1978 Columbia Cup
The Bud Takes A Sip Of Victory
Muncey’s Undefeated Record Comes To Halt
By Craig Smith Times Staff Reporter
The "king of beers" boat finally beat the king of hydroplane drivers in an afternoon of racing that saw the young knight from The Squire Shop flipped from his boat and injured.
Ron Snyder in the Miss Budweiser beat Bill Muncey in the Atlas Van Lines in the Columbia Cup unlimited race yesterday. The victory came after Muncey’s boat blew a rod in its engine as it led up the backstretch on the first lap of the championship heat.
A roar of approval went up from the estimated crowd of 40,000 lining the Columbia River when Muncey came to a halt and Miss Budweiser took the lead.
Muncey won the four previous races this season and was shooting to become the first driver in unlimited history to go undefeated in an entire season. Muncey will be out for his 49th career victory Sunday on Lake Washington in the Seafair race. All he has to do to clinch this year’s national championship is win one heat.
Miss Madison, driven by Milner Irvin, was second in the championship heat and thus second in the final standings. Australia’s Miss Bud, driven by Bob Saniga, was third. The other finisher was Elliott Dog Ration (U-66), driven by Bob Miller of Everett.

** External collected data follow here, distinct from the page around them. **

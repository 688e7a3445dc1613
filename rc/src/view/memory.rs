//! In-memory configuration snapshot

use std::collections::HashMap;

use tracing::debug;
use uuid::Uuid;

use super::{ConfigurationRegistry, ConfigurationView};
use crate::domain::{Item, Kind};

/// Configuration snapshot held in a map keyed by (object id, kind)
///
/// Serves both as a per-session view and as the global registry.
#[derive(Debug, Clone, Default)]
pub struct MemoryConfiguration {
    items: HashMap<(Uuid, Kind), Item>,
}

impl MemoryConfiguration {
    pub fn new() -> Self {
        Self::default()
    }

    /// Build a snapshot from a list of items
    pub fn from_items(items: impl IntoIterator<Item = Item>) -> Self {
        let mut config = Self::new();
        for item in items {
            config.insert(item);
        }
        config
    }

    /// Add or replace an item
    pub fn insert(&mut self, item: Item) {
        debug!(fqid = %item.fqid, name = %item.name, "MemoryConfiguration::insert: called");
        self.items.insert((item.fqid.object_id, item.fqid.kind), item);
    }

    /// Builder form of [`insert`](Self::insert)
    pub fn with_item(mut self, item: Item) -> Self {
        self.insert(item);
        self
    }

    pub fn len(&self) -> usize {
        self.items.len()
    }

    pub fn is_empty(&self) -> bool {
        self.items.is_empty()
    }

    fn lookup(&self, object_id: &Uuid, kind: Kind) -> Option<Item> {
        self.items.get(&(*object_id, kind)).cloned()
    }
}

impl ConfigurationView for MemoryConfiguration {
    fn resolve(&self, object_id: &Uuid, kind: Kind) -> Option<Item> {
        self.lookup(object_id, kind)
    }
}

impl ConfigurationRegistry for MemoryConfiguration {
    fn resolve_global(&self, server_id: &Uuid, kind: Kind) -> Option<Item> {
        self.lookup(server_id, kind)
    }
}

Chip Hanauer, driver of both Squire Shop boats, was injured when he was flipped from the cockpit of the U-65 while jockeying for position before the start of Heat 2A.
Hanauer, 24, was attempting to turn to his right on the backstretch to improve his starting position when his boat dug into the wake of the Miss Madison and/or Miss Budweiser and spun.

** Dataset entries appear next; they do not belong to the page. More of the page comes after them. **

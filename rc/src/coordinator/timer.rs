//! Single-shot flush timer

use std::time::Duration;

use tokio::time::Instant;

/// Phase of the flush timer
#[derive(Debug, Clone, Copy, PartialEq, Eq)]
pub(crate) enum TimerPhase {
    Disabled,
    /// A flush is scheduled at the deadline
    Armed(Instant),
}

/// Single-shot timer that is replaced, never repeated
///
/// Arming an armed timer moves its deadline. Nothing fires again after a
/// flush until the timer is armed anew.
#[derive(Debug)]
pub(crate) struct FlushTimer {
    phase: TimerPhase,
}

impl FlushTimer {
    pub fn disabled() -> Self {
        Self {
            phase: TimerPhase::Disabled,
        }
    }

    /// Schedule the flush `delay` from now, replacing any earlier schedule
    pub fn arm(&mut self, delay: Duration) {
        self.phase = TimerPhase::Armed(Instant::now() + delay);
    }

    pub fn disable(&mut self) {
        self.phase = TimerPhase::Disabled;
    }

    pub fn phase(&self) -> TimerPhase {
        self.phase
    }

    pub fn is_armed(&self) -> bool {
        matches!(self.phase, TimerPhase::Armed(_))
    }

    /// Wait for the deadline; never completes while disabled
    pub async fn expired(&self) {
        match self.phase {
            TimerPhase::Armed(deadline) => tokio::time::sleep_until(deadline).await,
            TimerPhase::Disabled => std::future::pending().await,
        }
    }
}

#[cfg(test)]
mod tests {
    use super::*;

    #[test]
    fn test_starts_disabled() {
        let timer = FlushTimer::disabled();
        assert_eq!(timer.phase(), TimerPhase::Disabled);
        assert!(!timer.is_armed());
    }

    #[tokio::test]
    async fn test_rearm_replaces_deadline() {
        let mut timer = FlushTimer::disabled();
        timer.arm(Duration::from_secs(60));
        let TimerPhase::Armed(first) = timer.phase() else {
            panic!("timer should be armed");
        };

        timer.arm(Duration::ZERO);
        let TimerPhase::Armed(second) = timer.phase() else {
            panic!("timer should be armed");
        };
        assert!(second < first);

        let fired = tokio::time::timeout(Duration::from_millis(100), timer.expired()).await;
        assert!(fired.is_ok());
    }

    #[tokio::test]
    async fn test_disabled_never_fires() {
        let mut timer = FlushTimer::disabled();
        timer.arm(Duration::ZERO);
        timer.disable();

        let fired = tokio::time::timeout(Duration::from_millis(50), timer.expired()).await;
        assert!(fired.is_err());
    }
}
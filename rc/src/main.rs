//! rc - configuration reload coordinator
//!
//! CLI entry point for replaying notification scenarios.

use std::fs;

use clap::Parser;
use colored::Colorize;
use eyre::{Context, Result};
use tracing::info;

use reloadcoord::cli::{Cli, Command, OutputFormat};
use reloadcoord::config::{Config, LoggingConfig};
use reloadcoord::coordinator::ReloadEvent;
use reloadcoord::scenario::{ReplayEntry, Scenario, replay};

fn setup_logging(logging: &LoggingConfig, verbose: bool) -> Result<()> {
    let log_dir = logging.log_dir();
    fs::create_dir_all(&log_dir).context("Failed to create log directory")?;

    // Write to log file, not stdout/stderr
    let level = if verbose { tracing::Level::DEBUG } else { tracing::Level::INFO };
    let log_file = fs::File::create(log_dir.join("reloadcoord.log")).context("Failed to create log file")?;

    tracing_subscriber::fmt()
        .with_writer(log_file)
        .with_ansi(false)
        .with_env_filter(tracing_subscriber::EnvFilter::from_default_env().add_directive(level.into()))
        .init();

    info!("Logging initialized (verbose: {})", verbose);
    Ok(())
}

#[tokio::main]
async fn main() -> Result<()> {
    let cli = Cli::parse();

    // Logging needs the config for its directory, so load first
    let config = Config::load(cli.config.as_ref()).context("Failed to load configuration")?;
    setup_logging(&config.logging, cli.verbose).context("Failed to setup logging")?;

    match cli.command {
        Command::Replay { scenario, format } => cmd_replay(&config, &scenario, format).await,
        Command::ShowConfig => cmd_show_config(&config),
    }
}

/// Replay a scenario file and print its events and reloads
async fn cmd_replay(config: &Config, path: &std::path::Path, format: OutputFormat) -> Result<()> {
    let scenario = Scenario::load(path)?;
    let outcome = replay(&scenario, config.coordinator.clone()).await?;

    match format {
        OutputFormat::Json => {
            for entry in &outcome.entries {
                println!("{}", serde_json::to_string(entry)?);
            }
            println!("{}", serde_json::to_string(&outcome.metrics)?);
        }
        OutputFormat::Text => {
            for entry in &outcome.entries {
                print_entry(entry);
            }
            let m = &outcome.metrics;
            println!();
            println!(
                "{} {} notifications, {} flushes, {} reloads ({} failed), {} excluded, {} unresolved",
                "Summary:".bold(),
                m.notifications_received,
                m.flushes,
                m.reloads_invoked,
                m.reload_failures,
                m.ids_excluded,
                m.ids_unresolved
            );
        }
    }
    Ok(())
}

fn print_entry(entry: &ReplayEntry) {
    match entry {
        ReplayEntry::Reload { at, user, server } => {
            println!(
                "{} {} {} <- {}",
                at.format("%H:%M:%S%.3f").to_string().dimmed(),
                "reload".green().bold(),
                user.cyan(),
                server
            );
        }
        ReplayEntry::Event { at, event } => {
            let when = at.format("%H:%M:%S%.3f").to_string().dimmed();
            match event {
                ReloadEvent::Diagnostic { message } => println!("{} {}", when, message.dimmed()),
                ReloadEvent::FlushCompleted { reloads } => {
                    println!("{} {} ({} reloads)", when, "flush".yellow().bold(), reloads)
                }
                ReloadEvent::ConnectionStateChanged { connected } => {
                    let state = if *connected { "connected".green() } else { "disconnected".red() };
                    println!("{} {} {}", when, "feed".blue().bold(), state);
                }
            }
        }
    }
}

fn cmd_show_config(config: &Config) -> Result<()> {
    print!("{}", serde_yaml::to_string(config)?);
    Ok(())
}
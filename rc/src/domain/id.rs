//! Resource identity types
//!
//! A resource is addressed by its fully qualified id (`Fqid`): the server that
//! owns it, its own object id, its kind, and optionally the id of its parent.

use std::fmt;

use serde::{Deserialize, Serialize};
use uuid::Uuid;

/// Server type that never takes part in reload propagation
pub const EXCLUDED_SERVER_TYPE: &str = "XP";

/// Identity of a remote server instance
#[derive(Debug, Clone, PartialEq, Eq, Hash, Serialize, Deserialize)]
pub struct ServerId {
    /// Server type tag (e.g. "XPCO", "XP")
    #[serde(rename = "server-type")]
    pub server_type: String,

    /// Server object id
    pub id: Uuid,
}

impl ServerId {
    /// Create a server id with the given type and object id
    pub fn new(server_type: impl Into<String>, id: Uuid) -> Self {
        Self {
            server_type: server_type.into(),
            id,
        }
    }

    /// Check whether this server's type is one of `excluded`
    pub fn is_excluded_by(&self, excluded: &[String]) -> bool {
        excluded.iter().any(|t| *t == self.server_type)
    }
}

impl fmt::Display for ServerId {
    fn fmt(&self, f: &mut fmt::Formatter<'_>) -> fmt::Result {
        write!(f, "{}:{}", self.server_type, self.id)
    }
}

/// Category of a configuration object
#[derive(Debug, Clone, Copy, PartialEq, Eq, Hash, Serialize, Deserialize)]
#[serde(rename_all = "kebab-case")]
pub enum Kind {
    Server,
    Camera,
    Microphone,
    Speaker,
    Metadata,
    InputEvent,
    Output,
    View,
    Folder,
}

impl fmt::Display for Kind {
    fn fmt(&self, f: &mut fmt::Formatter<'_>) -> fmt::Result {
        let name = match self {
            Self::Server => "server",
            Self::Camera => "camera",
            Self::Microphone => "microphone",
            Self::Speaker => "speaker",
            Self::Metadata => "metadata",
            Self::InputEvent => "input-event",
            Self::Output => "output",
            Self::View => "view",
            Self::Folder => "folder",
        };
        write!(f, "{}", name)
    }
}

/// Fully qualified id of a configuration object
///
/// Equality and hashing cover every field, so a `HashSet<Fqid>` holds each
/// distinct resource once.
#[derive(Debug, Clone, PartialEq, Eq, Hash, Serialize, Deserialize)]
pub struct Fqid {
    /// Server owning the object
    #[serde(rename = "server-id")]
    pub server_id: ServerId,

    /// The object's own id
    #[serde(rename = "object-id")]
    pub object_id: Uuid,

    /// Object category
    pub kind: Kind,

    /// Parent object, when the object is addressed through a child reference
    #[serde(rename = "parent-id", default, skip_serializing_if = "Option::is_none")]
    pub parent_id: Option<Uuid>,
}

impl Fqid {
    /// Create an id without a parent
    pub fn new(server_id: ServerId, object_id: Uuid, kind: Kind) -> Self {
        Self {
            server_id,
            object_id,
            kind,
            parent_id: None,
        }
    }

    /// The id of a server object: its object id is the server's own id
    pub fn server(server_id: ServerId) -> Self {
        let object_id = server_id.id;
        Self::new(server_id, object_id, Kind::Server)
    }

    /// Set the parent id
    pub fn with_parent(mut self, parent_id: Uuid) -> Self {
        self.parent_id = Some(parent_id);
        self
    }

    pub fn is_server(&self) -> bool {
        self.kind == Kind::Server
    }
}

impl fmt::Display for Fqid {
    fn fmt(&self, f: &mut fmt::Formatter<'_>) -> fmt::Result {
        write!(f, "{}/{}/{}", self.server_id, self.kind, self.object_id)?;
        if let Some(parent) = self.parent_id {
            write!(f, " (parent {})", parent)?;
        }
        Ok(())
    }
}

#[cfg(test)]
mod tests {
    use super::*;
    use std::collections::HashSet;

    fn recorder() -> ServerId {
        ServerId::new("XPCO", Uuid::now_v7())
    }

    #[test]
    fn test_fqid_equality_covers_parent() {
        let server = recorder();
        let object = Uuid::now_v7();
        let a = Fqid::new(server.clone(), object, Kind::Camera);
        let b = Fqid::new(server, object, Kind::Camera).with_parent(Uuid::now_v7());
        assert_ne!(a, b);
        assert_eq!(a, a.clone());
    }

    #[test]
    fn test_fqid_set_deduplicates() {
        let server = recorder();
        let mut set = HashSet::new();
        set.insert(Fqid::server(server.clone()));
        set.insert(Fqid::server(server.clone()));
        set.insert(Fqid::new(server, Uuid::now_v7(), Kind::Camera));
        assert_eq!(set.len(), 2);
    }

    #[test]
    fn test_server_fqid_uses_server_object_id() {
        let server = recorder();
        let fqid = Fqid::server(server.clone());
        assert_eq!(fqid.object_id, server.id);
        assert!(fqid.is_server());
    }

    #[test]
    fn test_excluded_server_type() {
        let excluded = vec![EXCLUDED_SERVER_TYPE.to_string()];
        assert!(ServerId::new("XP", Uuid::now_v7()).is_excluded_by(&excluded));
        assert!(!ServerId::new("XPCO", Uuid::now_v7()).is_excluded_by(&excluded));
    }

    #[test]
    fn test_fqid_yaml_keys() {
        let fqid = Fqid::new(recorder(), Uuid::now_v7(), Kind::InputEvent);
        let yaml = serde_yaml::to_string(&fqid).unwrap();
        assert!(yaml.contains("server-id"));
        assert!(yaml.contains("object-id"));
        assert!(yaml.contains("input-event"));
        assert!(!yaml.contains("parent-id"));

        let parsed: Fqid = serde_yaml::from_str(&yaml).unwrap();
        assert_eq!(parsed, fqid);
    }
}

Hanauer was pitched into the river face-down but his life jacket uprighted his face and a diver quickly went to his aid. Irvin, meanwhile, quickly turned the Miss Madison around and returned to the scene to see if his help was needed.
Hanauer suffered several bruises and contusions, including a deep bruise on his right leg above the kneecap. That injury originally was diagnosed as a fracture. After a slow ride to the pits in a rescue boat to prevent aggravating the injuries, he was rushed to a Kennewick hospital. He returned to the pits and watched the final heat and then was driven to his motel room. Last night he was under sedation.
Hanauer is not expected to race until the San Diego regatta in September, said Bob Steil, owner of The Squire Shop boats.
Steil said he doesn’t know who will drive the boats in the Seafair Race.
The Bud’s victory, earned in temperatures that hit 100 degrees, brought jubilation to the camp of last year’s national championship team. Both Miss Budweiser and Atlas Van Lines easily won their two preliminary heats to qualify for the showdown.
The Budweiser strategy had been to push Muncey and hope he would break down. It worked.
Snyder said he "had an instinct" that "something was about to happen" if he kept the pressure on Muncey.
"Call it instinct, luck or whatever, when he went down I knew I had him."
The victory was Snyder’s first in four years of unlimited racing. This is his first year of driving for Bernie Little, the Budweiser owner who ran his career win total to 29.
Muncey took the defeat graciously, and philosophically.
"I came to wits with myself about losing 10 years ago," he said, perched near the front of his boat in the pits. "For years losing was unacceptable to me. I was just a poor sport about losing. But you’re going to lose. That’s the way it is."
Muncey conceded the loss might be good for hydroplane racing. "I’m not sure it’s always good for the sport to have one team dominating."
The Budweiser camp earned $8,235 for the victory. The race purse was $22,500 and each of the 10 boats that qualified got $1,500.
|Rooster Tales: The U-65 wasn’t damaged in Hanauer’s accident. However, the camp’s U-64 has a 15-inch narrow gash near the stern on the bottom that must be repaired. The boat also needs a new propeller shaft housing. The damage was sustained when the boat lost its propeller in Heat 2B. Bob Miller was substituting for the injured Hanauer at the time . . . Hanauer’s injury is the most serious in 13 years of racing on this course, considered one of the safest in the nation. Two other drivers were pitched from their boats in earlier races. Dean Chenoweth was thrown out of Miss Budweiser in 1970 and Bob Gilliam went flying from the Pizza Pete in 1972.
In an unusual move, Miss Tri-Cities Mark N Pak was allowed to try to qualify after two preliminary heats had been run. The boat couldn’t get moving. The Mark N Pak somehow got into the draw for the final preliminary heats but after it failed to qualify, a new drawing was held . . . Two boats qualified yesterday morning for the race — Van’s P-X at more than 112 miles an hour and Oh Boy Oberto at 98-plus . . . A male skinny-dipper drew a large crowd and sheriff’s deputies before the final heat. The crowd booed when the unclad bather was handed a towel and hauled off in a sheriff’s van.